Au XVIIIe siècle, David Ricardo a expliqué comment les pays ont intérêt à se spécialiser pour profiter du commerce international. Ils doivent utiliser ce qu'il appelle leur «avantage comparatif». Cette théorie a longtemps dominé l'analyse du commerce, mais Paul Krugman l'a remise en cause, en observant les faits qui contredisaient l'économiste anglais. Dans sa note explicative, le jury qui a attribué lundi le Prix Nobel à l'économiste américain relève que la Suède produit des Volvo. Pourtant, ces voitures paraissent peu différentes des BMW. La spécialisation ne joue donc pas.

A la fin des années 1970, Paul Krugman propose un nouveau modèle pour décrypter le commerce international. Son approche s'appuie sur l'importance des économies d'échelle tirées de la production de masse.
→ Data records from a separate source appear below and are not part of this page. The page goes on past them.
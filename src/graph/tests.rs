use crate::operation::{ReduceMax, ReduceSum};

use super::*;

#[test]
fn construct() -> Result<(), GraphError> {
    let mut graph = Graph::default();

    let x = graph.add_input(TType::new([2usize, 3], DType::F32));
    let y = graph.add_op(ReduceMax::new(x.clone(), [1])?)?;
    let z = graph.add_op(ReduceSum::new(graph.output(y, 0)?, [0])?)?;

    assert_eq!(graph.num_nodes(), 3);
    assert_eq!(graph.inputs().collect::<Vec<_>>(), vec![x.node()]);
    assert_eq!(graph.output(z, 0)?.ty(), &TType::new(Shape::scalar(), DType::F32));
    assert!(graph.node(x.node())?.is_input());
    assert!(!graph.node(z)?.is_input());

    let order = graph.nodes().map(Node::id).collect::<Vec<_>>();
    assert_eq!(order, vec![x.node(), y, z]);

    Ok(())
}

#[test]
fn rejects_foreign_outputs() -> Result<(), GraphError> {
    let mut graph = Graph::default();
    let x = graph.add_input(TType::new([4usize], DType::F32));

    let mut other = Graph::default();
    let _ = other.add_input(TType::new([4usize], DType::F32));
    let foreign = other.add_input(TType::new([4usize, 4], DType::I32));

    let err = graph.add_op(ReduceMax::new(foreign, [0])?);
    assert_eq!(err, Err(GraphError::NodeDoesNotExist(NodeId(1))));

    let fake = Output::new(x.node(), 0, TType::new([5usize], DType::F32));
    let err = graph.add_op(ReduceMax::new(fake, [0])?);
    assert_eq!(err, Err(GraphError::InvalidOutput { node: x.node(), index: 0 }));

    let fake = Output::new(x.node(), 1, TType::new([4usize], DType::F32));
    let err = graph.add_op(ReduceMax::new(fake, [0])?);
    assert_eq!(err, Err(GraphError::OutputOutOfBounds { node: x.node(), index: 1 }));

    assert_eq!(graph.num_nodes(), 1);

    Ok(())
}

#[test]
fn replace_inputs() -> Result<(), GraphError> {
    let mut graph = Graph::default();

    let x = graph.add_input(TType::new([3usize, 5], DType::F64));
    let y = graph.add_input(TType::new([3usize, 5], DType::F64));
    let z = graph.add_op(ReduceMax::new(x, [0])?)?;

    let new = graph.replace_inputs(z, &[y.clone()])?;
    let node = graph.node(new)?;

    assert_eq!(node.op().inputs(), &[y]);
    assert_eq!(node.op().outputs(), graph.node(z)?.op().outputs());

    let bad = graph.add_input(TType::new([3usize], DType::F64));
    let err = graph.replace_inputs(z, &[bad]);
    assert!(matches!(err, Err(GraphError::Operation(_))));

    Ok(())
}

#[test]
fn display() -> Result<(), GraphError> {
    let mut graph = Graph::default();

    let x = graph.add_input(TType::new([2usize, 3], DType::F32));
    let _ = graph.add_op(ReduceMax::new(x, [1])?)?;

    let expected = "%0 = input<f32[2x3]>() -> f32[2x3]\n%1 = reduce.max<axes=[1]>(%0) -> f32[2]\n";
    assert_eq!(format!("{graph}"), expected);

    Ok(())
}
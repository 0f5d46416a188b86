/// Options for [`lower`](super::lower).
#[derive(Clone, Copy, Debug, Default, PartialEq, Eq)]
pub struct LowerArgs {
    pub(super) emit_ir: bool,
    pub(super) profile: bool,
}

impl LowerArgs {
    /// Log the graph at info level before lowering.
    pub fn emit_ir(mut self) -> Self {
        self.emit_ir = true;
        self
    }

    /// Record time spent in every kernel, see
    /// [`LoweredGraph::report_profiles`](super::LoweredGraph::report_profiles).
    pub fn profile(mut self) -> Self {
        self.profile = true;
        self
    }
}
mod args;

pub use args::LowerArgs;

use std::{collections::HashMap, time::Instant};

use tracing::{debug, info, trace};

use crate::{
    backend::{BufferArgs, Kernel, KernelRegistry},
    common::{DTypeTensor, TType},
    error::{ExecutionError, GraphError, LowerError},
    graph::{Graph, NodeId},
};

struct LoweredNode {
    id: NodeId,
    kernel: Kernel,
    inputs: Vec<(NodeId, usize)>,
    outputs: Vec<TType>,
    is_input: bool,
    time_spent: Option<(u128, u64)>,
}

/// Kernels for every node of a graph, in execution order.
pub struct LoweredGraph {
    nodes: Vec<LoweredNode>,
    profile: bool,
}

/// Builds one kernel per node with contiguous buffers, stopping at the first
/// node that cannot be lowered.
pub fn lower(graph: &Graph, registry: &KernelRegistry, args: LowerArgs) -> Result<LoweredGraph, LowerError> {
    if args.emit_ir {
        info!("lowering graph\n{graph}");
    }

    let mut nodes = Vec::with_capacity(graph.num_nodes());

    for node in graph.nodes() {
        let op = node.op();
        let buffers = BufferArgs::contiguous(op);

        let kernel =
            registry.build(op, &buffers).map_err(|source| LowerError::Node { node: node.id(), source: Box::new(source) })?;

        debug!(node = ?node.id(), kernel = kernel.name(), "lowered");

        nodes.push(LoweredNode {
            id: node.id(),
            kernel,
            inputs: op.inputs().iter().map(|x| (x.node(), x.index())).collect(),
            outputs: op.outputs().to_vec(),
            is_input: node.is_input(),
            time_spent: None,
        });
    }

    Ok(LoweredGraph { nodes, profile: args.profile })
}

impl LoweredGraph {
    pub fn num_kernels(&self) -> usize {
        self.nodes.len()
    }

    pub fn kernel(&self, node: NodeId) -> Option<&Kernel> {
        self.nodes.get(node.inner()).map(|x| &x.kernel)
    }

    /// Runs every kernel in order, `inputs` must seed exactly the leaves.
    ///
    /// Returns the outputs of every node.
    pub fn execute(
        &mut self,
        mut inputs: HashMap<NodeId, DTypeTensor>,
    ) -> Result<HashMap<NodeId, Vec<DTypeTensor>>, ExecutionError> {
        for &id in inputs.keys() {
            match self.nodes.get(id.inner()) {
                None => return Err(GraphError::NodeDoesNotExist(id).into()),
                Some(node) if !node.is_input => return Err(ExecutionError::SeededNonLeaf(id)),
                Some(_) => {}
            }
        }

        let mut values: Vec<Vec<DTypeTensor>> = Vec::with_capacity(self.nodes.len());

        for node in &mut self.nodes {
            let mut outputs = if node.is_input {
                let seed = inputs.remove(&node.id).ok_or(ExecutionError::MissingInput(node.id))?;
                let ty = &node.outputs[0];

                if seed.dtype() != ty.dtype() || seed.size() != ty.size() {
                    return Err(ExecutionError::InvalidSeed(node.id));
                }

                vec![seed]
            } else {
                node.outputs.iter().map(|ty| DTypeTensor::zeroed(ty.dtype(), ty.size())).collect()
            };

            let args = node
                .inputs
                .iter()
                .map(|&(id, index)| {
                    values
                        .get(id.inner())
                        .and_then(|x| x.get(index))
                        .ok_or(GraphError::OutputOutOfBounds { node: id, index })
                })
                .collect::<Result<Vec<_>, _>>()?;

            trace!(node = ?node.id, kernel = node.kernel.name(), "executing");

            let start = self.profile.then(Instant::now);

            let mut refs = outputs.iter_mut().collect::<Vec<_>>();
            node.kernel.execute(&args, &mut refs).map_err(|source| ExecutionError::Kernel { node: node.id, source })?;

            if let Some(start) = start {
                let (time, runs) = node.time_spent.get_or_insert((0, 0));
                *time += start.elapsed().as_micros();
                *runs += 1;
            }

            values.push(outputs);
        }

        Ok(self.nodes.iter().map(|x| x.id).zip(values).collect())
    }

    pub fn report_profiles(&self) {
        println!("---------------------------- Profile ----------------------------");
        println!("Kernel                                   Node      Avg (us)");
        println!("-----------------------------------------------------------------");
        let mut count = 0;

        for node in &self.nodes {
            if let Some((time, runs)) = node.time_spent {
                count += 1;
                let avg = time / u128::from(runs);
                let name = node.kernel.name();
                let id = format!("{:?}", node.id);
                println!("{name: <40} {id: <9} {avg}");
            }
        }

        if count == 0 {
            println!("No profiling data!");
        }

        println!("-----------------------------------------------------------------");
    }
}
Il complète son modèle par la prise en compte des attentes des consommateurs. Une fois nourris et logés, ils veulent de la diversité. Le commerce peut donc, selon le professeur de Princeton, non seulement se développer entre pays qui sont différents, mais aussi qui se ressemblent. Une Volvo, c'est presque une BMW, mais pas tout à fait.

Pour Paul Krugman, la mondialisation ne crée pas de chômage, à condition que les nations jouent le jeu de la flexibilité, et que l'Etat en atténue le coût social.